I spent 3.5hrs writing the 1st draft of the Product Operations Playbook for my team. I have mixed emotions because I'd rather teams collaborate vs. writing detailed instructions on how to work. I've been rethinking this. So why now?
It's pretty simple - when what gets built isn't what the PMs wanted, there's too much stress, frustration, and lost time. Should we ship and make concessions? Do we need to add more work before we ship? How did this happen? Wasn't it obvious?

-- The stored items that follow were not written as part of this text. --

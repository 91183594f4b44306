//! Final reduction of worker partials into the one-line run summary.

use crate::checksum::{merge_mod, merge_wrapping, RISK_CHECKSUM_MODULUS};
use crate::error::{BenchError, Result};
use crate::fanout::Executor;
use crate::sensor::RiskPartial;
use crate::telemetry::{merge_tables, DeviceCounting, TelemetryPartial};
use serde::Serialize;
use std::time::Duration;

pub const LANG: &str = "rust";

/// Worker layout of a run. `workers` and `executor` are reported only when
/// more than one worker ran.
#[derive(Debug, Clone, Copy)]
pub struct RunShape {
    pub workers: usize,
    pub executor: Executor,
}

impl RunShape {
    fn workers(&self) -> Option<usize> {
        (self.workers > 1).then_some(self.workers)
    }

    fn executor(&self) -> Option<Executor> {
        (self.workers > 1).then_some(self.executor)
    }
}

#[derive(Debug, Clone, PartialEq, Serialize)]
pub struct AlgoSummary {
    pub lang: &'static str,
    #[serde(rename = "type")]
    pub kind: &'static str,
    #[serde(skip_serializing_if = "Option::is_none")]
    pub workers: Option<usize>,
    #[serde(skip_serializing_if = "Option::is_none")]
    pub executor: Option<Executor>,
    pub sensors: u64,
    pub iterations: u32,
    pub ms: f64,
    pub ops_per_sec: u64,
    pub avg_risk: f64,
    pub checksum: u64,
}

#[derive(Debug, Clone, PartialEq, Serialize)]
pub struct TelemetrySummary {
    pub lang: &'static str,
    #[serde(rename = "type")]
    pub kind: &'static str,
    #[serde(skip_serializing_if = "Option::is_none")]
    pub workers: Option<usize>,
    #[serde(skip_serializing_if = "Option::is_none")]
    pub executor: Option<Executor>,
    pub total: u64,
    pub devices: u64,
    pub alarms: u64,
    pub ms: f64,
    pub rps: u64,
    pub checksum: u32,
}

/// Serializes a summary as a single JSON line.
pub fn to_line<S: Serialize>(summary: &S) -> Result<String> {
    serde_json::to_string(summary).map_err(BenchError::Encode)
}

fn round_to(value: f64, decimals: i32) -> f64 {
    let scale = 10f64.powi(decimals);
    (value * scale).round() / scale
}

/// Units per second over `elapsed`, rounded; zero when no time elapsed.
pub fn throughput(units: u64, elapsed: Duration) -> u64 {
    let secs = elapsed.as_secs_f64();
    if secs > 0.0 {
        (units as f64 / secs).round() as u64
    } else {
        0
    }
}

/// Merges risk partials. `avg_risk` is weighted by each worker's sensor count.
pub fn reduce_risk(
    partials: &[RiskPartial],
    shape: RunShape,
    iterations: u32,
    elapsed: Duration,
) -> AlgoSummary {
    let sensors: u64 = partials.iter().map(|p| p.sensors).sum();
    let weighted: f64 = partials.iter().map(|p| p.avg_risk * p.sensors as f64).sum();
    let avg_risk = if sensors > 0 {
        weighted / sensors as f64
    } else {
        0.0
    };

    AlgoSummary {
        lang: LANG,
        kind: "algorithmic",
        workers: shape.workers(),
        executor: shape.executor(),
        sensors,
        iterations,
        ms: round_to(elapsed.as_secs_f64() * 1000.0, 1),
        ops_per_sec: throughput(sensors, elapsed),
        avg_risk: round_to(avg_risk, 6),
        checksum: merge_mod(partials.iter().map(|p| p.checksum), RISK_CHECKSUM_MODULUS),
    }
}

/// Merges telemetry partials.
///
/// Under [`DeviceCounting::PerShard`] device counts are summed, so a device
/// seen by several shards is counted once per shard.
pub fn reduce_telemetry(
    partials: &[TelemetryPartial],
    shape: RunShape,
    counting: DeviceCounting,
    elapsed: Duration,
) -> TelemetrySummary {
    let total: u64 = partials.iter().map(|p| p.total).sum();
    let devices = match counting {
        DeviceCounting::PerShard => partials.iter().map(|p| p.devices).sum(),
        DeviceCounting::Distinct => {
            merge_tables(partials.iter().filter_map(|p| p.device_table.as_ref())).len() as u64
        }
    };

    TelemetrySummary {
        lang: LANG,
        kind: "telemetry",
        workers: shape.workers(),
        executor: shape.executor(),
        total,
        devices,
        alarms: partials.iter().map(|p| p.alarms).sum(),
        ms: round_to(elapsed.as_secs_f64() * 1000.0, 1),
        rps: throughput(total, elapsed),
        checksum: merge_wrapping(partials.iter().map(|p| p.checksum)),
    }
}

My honest reflection is that my team has a lot of control over this. And the path to taking more control is through more structured Product Operations. 3 things I've been rethinking:
1. Process vs. judgment: The best work happens when people have autonomy. This means giving space to show judgment. Adding process where judgment should be enough feels like it limits autonomy. But, in teams where people have varying skills and experience. they need more structure. The structure should provide guidance so teams can still make judgement calls.
2. Repeatability: I'm pushing more decision-making and ownership to various teams. For teams with fewer repetitions, it's easy to get lost in 'how'. The Product Ops Playbook should provide the right guidance and guardrails to make it smooth to get work done. This should also create more autonomy, not erode it.
3. Reducing ambiguity: "Obvious to me isn't obvious." This applies everywhere in life, including Product. My ops approach sets higher standards for capturing and communicating requirements, with detailed acceptance criteria, clear definitions of done, checklists for readiness, and outlines of tools and frameworks. The more I can reduce ambiguity, the better and faster we can ship, with fewer misses.
I believe adding too much process ends up treating people like an assembly line. I've been putting off writing the playbook because of that fear. In my reflection, I've let a lot of risk come into our work by avoiding it. Now I see more upside.